第181章 可惜,还不是必死局

都重生了谁还深情啊 作者:佚名

      都重生了谁还深情啊 作者:佚名
    第181章 可惜,还不是必死局
    “行动!”
    距离仓库不足一公里的作战车內,閆正民听到通信设备里面的枪声,没有犹豫什么,直接命令所有力量行动。
    一旁,许立平表情凝重,绑匪有枪在他们考量之內,但没想到他们真的有,而且还这么果断的开了两枪。

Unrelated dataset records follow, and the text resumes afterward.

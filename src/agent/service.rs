//! Agent run cycle.
//!
//! One pass through the full device lifecycle:
//!
//! 1. seed network provisioning on a factory-fresh device
//! 2. ensure a signed mTLS identity exists (generate + register once)
//! 3. pull the latest release record over the mTLS channel
//! 4. compare against the installed version
//! 5. stream the image to the inactive partition when behind
//! 6. record the new version, then flip the boot target last
//!
//! Step 2 is idempotent: with credentials already stored, the cycle
//! performs no key generation, no registration call, and no writes.

use log::{info, warn};

use crate::agent::ports::{FlashPort, HttpPort, StoragePort};
use crate::config::AgentConfig;
use crate::error::Error;
use crate::identity;
use crate::ota::OtaEngine;
use crate::registration;
use crate::store::{CredentialStore, DeviceCredentials, NetworkProvisioning};
use crate::version::{self, Version};

/// Compile-time fallback material seeded into storage on first boot.
#[derive(Debug, Clone, Copy)]
pub struct ProvisioningAssets {
    pub ssid: &'static str,
    pub passphrase: &'static str,
    pub device_id: &'static str,
}

/// What a completed cycle did.
#[derive(Debug, Clone, Copy, PartialEq, Eq)]
pub enum Outcome {
    /// Installed version matches or exceeds the published one.
    UpToDate(Version),
    /// A new image was written and armed; restart to boot it.
    Updated { from: Option<Version>, to: Version },
}

pub struct AgentService<S: StoragePort, H: HttpPort, F: FlashPort> {
    store: CredentialStore<S>,
    http: H,
    flash: F,
    config: AgentConfig,
}

impl<S: StoragePort, H: HttpPort, F: FlashPort> AgentService<S, H, F> {
    pub fn new(storage: S, http: H, flash: F, config: AgentConfig) -> Result<Self, Error> {
        config.validate().map_err(Error::Config)?;
        Ok(Self {
            store: CredentialStore::new(storage),
            http,
            flash,
            config,
        })
    }

    /// Tear the service apart again, handing the adapters back.
    pub fn into_parts(self) -> (S, H, F) {
        (self.store.into_inner(), self.http, self.flash)
    }

    /// Run one full cycle.
    pub fn run(&mut self, assets: &ProvisioningAssets) -> Result<Outcome, Error> {
        let network = self.ensure_network_provisioning(assets)?;
        info!("agent: device {} on network {}", network.device_id, network.ssid);

        let creds = self.ensure_identity(&network.device_id)?;
        self.http
            .set_client_identity(&creds.certificate_pem, &creds.private_key_pem)
            .map_err(|e| Error::Registration(e.into()))?;

        let release =
            registration::fetch_latest_version(&mut self.http, &self.config.version_url)?;
        let available: Version = release.version.parse()?;
        let installed = self.store.get_version()?;

        if !version::update_required(installed.as_ref(), &available) {
            info!("agent: up to date at {available}");
            return Ok(Outcome::UpToDate(available));
        }
        match installed {
            Some(current) => info!("agent: updating {current} -> {available}"),
            None => info!("agent: no installed version recorded, updating to {available}"),
        }

        let mut engine = OtaEngine::new(&mut self.http, &mut self.flash);
        engine.resolve().map_err(Error::Ota)?;
        engine.download(&release.url).map_err(Error::Ota)?;

        // Version is durable before the boot flip: a crash between the
        // two leaves the old image booting with a stale record, which
        // the next cycle repairs by updating again.
        self.store.set_version(&available)?;
        engine.arm().map_err(Error::Ota)?;

        Ok(Outcome::Updated {
            from: installed,
            to: available,
        })
    }

    /// Seed network provisioning from compile-time assets on a
    /// factory-fresh device; otherwise return the stored record.
    fn ensure_network_provisioning(
        &mut self,
        assets: &ProvisioningAssets,
    ) -> Result<NetworkProvisioning, Error> {
        if let Some(record) = self.store.get_network_provisioning()? {
            return Ok(record);
        }

        info!("agent: first boot, seeding network provisioning");
        let mut record = NetworkProvisioning {
            ssid: heapless::String::new(),
            passphrase: heapless::String::new(),
            device_id: heapless::String::new(),
        };
        record
            .ssid
            .push_str(assets.ssid)
            .map_err(|()| Error::Config("ssid exceeds 32 bytes"))?;
        record
            .passphrase
            .push_str(assets.passphrase)
            .map_err(|()| Error::Config("passphrase exceeds 64 bytes"))?;
        record
            .device_id
            .push_str(assets.device_id)
            .map_err(|()| Error::Config("device id exceeds 32 bytes"))?;

        self.store.set_network_provisioning(&record)?;
        Ok(record)
    }

    /// Return stored credentials, or mint them: generate keypair + CSR,
    /// register, persist the pair.  Only a clean miss triggers the
    /// fresh path; any backend failure propagates untouched.
    fn ensure_identity(&mut self, device_id: &str) -> Result<DeviceCredentials, Error> {
        if let Some(creds) = self.store.get_credentials()? {
            info!("agent: stored identity found, skipping provisioning");
            return Ok(creds);
        }

        warn!("agent: no stored identity, provisioning a new one");
        let fresh = identity::provision_identity(self.config.rsa_bits)?;
        let certificate_pem = registration::submit_csr(
            &mut self.http,
            &self.config.register_url,
            device_id,
            &fresh.csr_pem,
        )?;

        let creds = DeviceCredentials {
            private_key_pem: fresh.key_pem,
            certificate_pem,
        };
        // Persisted only after the backend accepted the CSR, as one
        // commit, so storage never holds an unregistered key.
        self.store.set_credentials(&creds)?;
        info!("agent: identity provisioned and persisted");
        Ok(creds)
    }
}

    关键是绑匪找的位置太好了,只有一条路能给车走就算了,还占据有利地势,他们別说让武警高位狙击了,连无人机都没办法用,除了声音什么也不知道。
    臭小子,你可千万不要有事啊。
    隨著閆局长一声令下,在津静线和新华路交叉口等待的8辆警车纷纷打开灯光和警笛,前后夹击著驶向447道路。
    在这边不远处是一排商铺,其中还有不少食客在午夜就餐。
    突然而来的警笛和红蓝灯光极速行驶而过,让不少人都酒醒了半刻。
    警笛声不断响起,刚才还漆黑一片的447国道此时明亮一片,道路两个方向驶来的警车车队直接將小路封死。
    …
    仓库內,第二层。
    两分钟前。
    手持土製长枪的刘汉祥被电话里骂了一通后,很快便反应过来,这肯定是警察知道这事了,愤怒和狠厉涌在心头。
    下一秒他把手机放进口袋,双手持枪对向伍磊和中年人怒吼道:
    “老李,闪开!!”
    老李在听到报警二字心慌时,却也不忘狠厉,动作非常迅速。
    陈澈藉助月光和放在砖墙上的手电筒营造的光线看著,心头一震忙道:
    “磊子,快跑!”
    隨著他提醒,伍磊强撑著往外爬,但本来就虚弱的身体,因为被捆绑著上半身而无法付出实践,只得蠕动著。
    “砰!”
    光线不是很好,刘汉祥也没瞄准只是大概开了一枪,一瞬间震声响彻云霄。
    区別於老式土枪,这种用枪管和多个零部件组装焊接的枪械虽然比不了正规枪枝,但子弹也是钢製的,只是口径不一样,但估摸著不会低於7.62mm。
    子弹在伍磊脚边擦出一点点亮光,刘汉祥见状拋下弹壳重新拉栓,伍磊知道发生了什么,求生的本能致使他双脚使劲往前一蹬,但天不遂人愿,第二枪不再是子弹头摩擦地面砸出小坑的声音。
    “哲虎!”
    第一次碰到枪的陈澈慌了,直到伍磊中弹才猛然反应过来大喊。
    而就在他话落,他的脸颊感觉到被风吹拂而过,一个彪形大汉迅速冲向持枪的刘汉祥,势如猛虎十分有衝击力。
    面具男见状捡起一块碎砖扔去,哲虎顺势躲过后转身猛踩地面一跃抓向枪管,只是被刘汉祥迅速躲开。
    下一秒,面具男和中年男人老李持刀主动冲向哲虎,黑暗中三人聚在一起斗作一团,只听得脚步声连连。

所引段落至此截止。